The demon-drow was twice as large as T'lar was tall, and female, with eight spider legs protruding from her chest. Her hair was a matted tangle that looked like old spider silk. Under each of her eyes was a hairy bulge, from which a fang-tipped jaw curved, the points meeting above the mouth. The jaws gnashed as she lay on the floor, moaning.
T'lar was certain the demon-drow was Lolth's, though she'd never seen anything like her. "What are you?" she asked. "One of Lolth's handmaidens?"
The demon-drow looked up. "Lolth's handmaiden?" she croaked. The word wrenched itself from her mouth. Her wild cackle filled the hollow temple and sent a thrill down T'lar's spine. The laugh was chaos itself, uncontrolled and as dangerous as a rock fall.

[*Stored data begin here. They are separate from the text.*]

//! Explizite Abhaengigkeiten des Multiplexers
//!
//! Alles, was nicht zum Protokoll selbst gehoert (Codec-Erzeugung,
//! Metriken, Umgebungseffekte), wird beim Erstellen uebergeben. Der Kern
//! haelt keinen globalen Zustand.

use std::sync::Arc;

use feldfunk_audio::{AudioResult, Umgebungsmodifikator, VoiceDecoder, VoiceEncoder};
use feldfunk_observability::VoiceMetriken;
use feldfunk_protocol::codec::OpusConfig;

/// Erzeugt Encoder und Decoder fuer neue Stroeme
pub trait CodecFabrik: Send + Sync {
    fn encoder(&self, config: &OpusConfig) -> AudioResult<VoiceEncoder>;
    fn decoder(&self, config: &OpusConfig) -> AudioResult<VoiceDecoder>;
}

/// libopus ueber audiopus
#[derive(Debug, Default, Clone, Copy)]
pub struct OpusFabrik;

impl CodecFabrik for OpusFabrik {
    fn encoder(&self, config: &OpusConfig) -> AudioResult<VoiceEncoder> {
        VoiceEncoder::neu(config)
    }

    fn decoder(&self, config: &OpusConfig) -> AudioResult<VoiceDecoder> {
        VoiceDecoder::neu(config)
    }
}

/// Kontext eines Multiplexers
#[derive(Clone)]
pub struct VoiceKontext {
    pub fabrik: Arc<dyn CodecFabrik>,
    pub metriken: Option<VoiceMetriken>,
    /// Wird auf jeden dekodierten Batch jedes Sprechers angewendet
    pub modifikator: Option<Umgebungsmodifikator>,
}

impl Default for VoiceKontext {
    fn default() -> Self {
        Self {
            fabrik: Arc::new(OpusFabrik),
            metriken: None,
            modifikator: None,
        }
    }
}

impl VoiceKontext {
    pub fn mit_metriken(mut self, metriken: VoiceMetriken) -> Self {
        self.metriken = Some(metriken);
        self
    }

    pub fn mit_modifikator(mut self, modifikator: Umgebungsmodifikator) -> Self {
        self.modifikator = Some(modifikator);
        self
    }

    pub fn mit_fabrik(mut self, fabrik: Arc<dyn CodecFabrik>) -> Self {
        self.fabrik = fabrik;
        self
    }
}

Then the demon-drow began to sing.
The song was harsh, as if the creature's throat was tight and parched. Yet the notes filled the temple with magic that plucked at the spiderwebs and made them vibrate like the strings of a lyre. T'lar could feel it within her own body: a thrumming surge of power. The demon-drow had been withered and gaunt when she fell out of the hole in the wall, but she rose to her feet plumped and visibly stronger. When her song ended, she stood solid and strong. She stared down at T'lar.
"What month is it? What year?"
T'lar met the demon-drow's gaze unflinchingly. Lolth hated weakness, and so did the demons that served her. "The month of Ches, in the Year of the Cauldron-1378, by the reckoning of the World Above."
The demon-drow shook her head. "Five months." She stared down at her hands and arms, then abruptly clenched her fists. "Who are you?"
T'lar bowed. "T'lar Mizz'rynturl of the Velkyn Velve, assassin of the Temple of the Black Mother."
The demon-drow looked down at her, an expression of open amusement on her face. "Assassin?" she said. "Were you sent to kill me?"